(Data excerpts)

_____

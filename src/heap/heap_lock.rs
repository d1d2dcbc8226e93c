//! The single heap lock: a recursive monitor serializing free-set mutation,
//! region state transitions outside a safepoint, and TLAB/GCLAB acquisition that extends
//! into a new region.
//!
//! `std::sync::Mutex` is not reentrant, and allocator paths that extend a TLAB into a
//! fresh region while already holding the lock need to re-enter it. We implement the
//! small amount of reentrancy tracking ourselves rather than pull in an extra dependency.

use std::sync::{Condvar, Mutex};
use std::thread::{self, ThreadId};

struct LockState {
    owner: Option<ThreadId>,
    depth: usize,
}

pub struct HeapLock {
    state: Mutex<LockState>,
    released: Condvar,
}

impl HeapLock {
    pub fn new() -> Self {
        HeapLock {
            state: Mutex::new(LockState {
                owner: None,
                depth: 0,
            }),
            released: Condvar::new(),
        }
    }

    pub fn lock(&self) -> HeapLockGuard<'_> {
        let me = thread::current().id();
        let mut state = self.state.lock().unwrap();
        loop {
            match state.owner {
                None => {
                    state.owner = Some(me);
                    state.depth = 1;
                    break;
                }
                Some(owner) if owner == me => {
                    state.depth += 1;
                    break;
                }
                Some(_) => {
                    state = self.released.wait(state).unwrap();
                }
            }
        }
        HeapLockGuard { lock: self }
    }
}

impl Default for HeapLock {
    fn default() -> Self {
        Self::new()
    }
}

pub struct HeapLockGuard<'a> {
    lock: &'a HeapLock,
}

impl Drop for HeapLockGuard<'_> {
    fn drop(&mut self) {
        let mut state = self.lock.state.lock().unwrap();
        debug_assert_eq!(state.owner, Some(thread::current().id()));
        state.depth -= 1;
        if state.depth == 0 {
            state.owner = None;
            self.lock.released.notify_all();
        }
    }
}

_____

▶ _ABOUT THIS TASK_: Nothing in the data may differ; print all of it exactly as written.

▶ _EXERCISE OUTPUT_:
filename src/heap/heap_lock.rs
repository d1d2dcbc8226e93c
//! The single heap lock: a recursive monitor serializing free-set mutation,
//! region state transitions outside a safepoint, and TLAB/GCLAB acquisition that extends
//! into a new region.
//!
//! `std::sync::Mutex` is not reentrant, and allocator paths that extend a TLAB into a
//! fresh region while already holding the lock need to re-enter it. We implement the
//! small amount of reentrancy tracking ourselves rather than pull in an extra dependency.

use std::sync::{Condvar, Mutex};
use std::thread::{self, ThreadId};

struct LockState {
    owner: Option<ThreadId>,
    depth: usize,
}

pub struct HeapLock {
    state: Mutex<LockState>,
    released: Condvar,
}

impl HeapLock {
    pub fn new() -> Self {
        HeapLock {
            state: Mutex::new(LockState {
                owner: None,
                depth: 0,
            }),
            released: Condvar::new(),
        }
    }

    pub fn lock(&self) -> HeapLockGuard<'_> {
        let me = thread::current().id();
        let mut state = self.state.lock().unwrap();
        loop {
            match state.owner {
                None => {
                    state.owner = Some(me);
                    state.depth = 1;
                    break;
                }
                Some(owner) if owner == me => {
                    state.depth += 1;
                    break;
                }
                Some(_) => {
                    state = self.released.wait(state).unwrap();
                }
            }
        }
        HeapLockGuard { lock: self }
    }
}

impl Default for HeapLock {
    fn default() -> Self {
        Self::new()
    }
}

pub struct HeapLockGuard<'a> {
    lock: &'a HeapLock,
}

impl Drop for HeapLockGuard<'_> {
    fn drop(&mut self) {
        let mut state = self.lock.state.lock().unwrap();
        debug_assert_eq!(state.owner, Some(thread::current().id()));
        state.depth -= 1;
        if state.depth == 0 {
            state.owner = None;
            self.lock.released.notify_all();
        }
    }
}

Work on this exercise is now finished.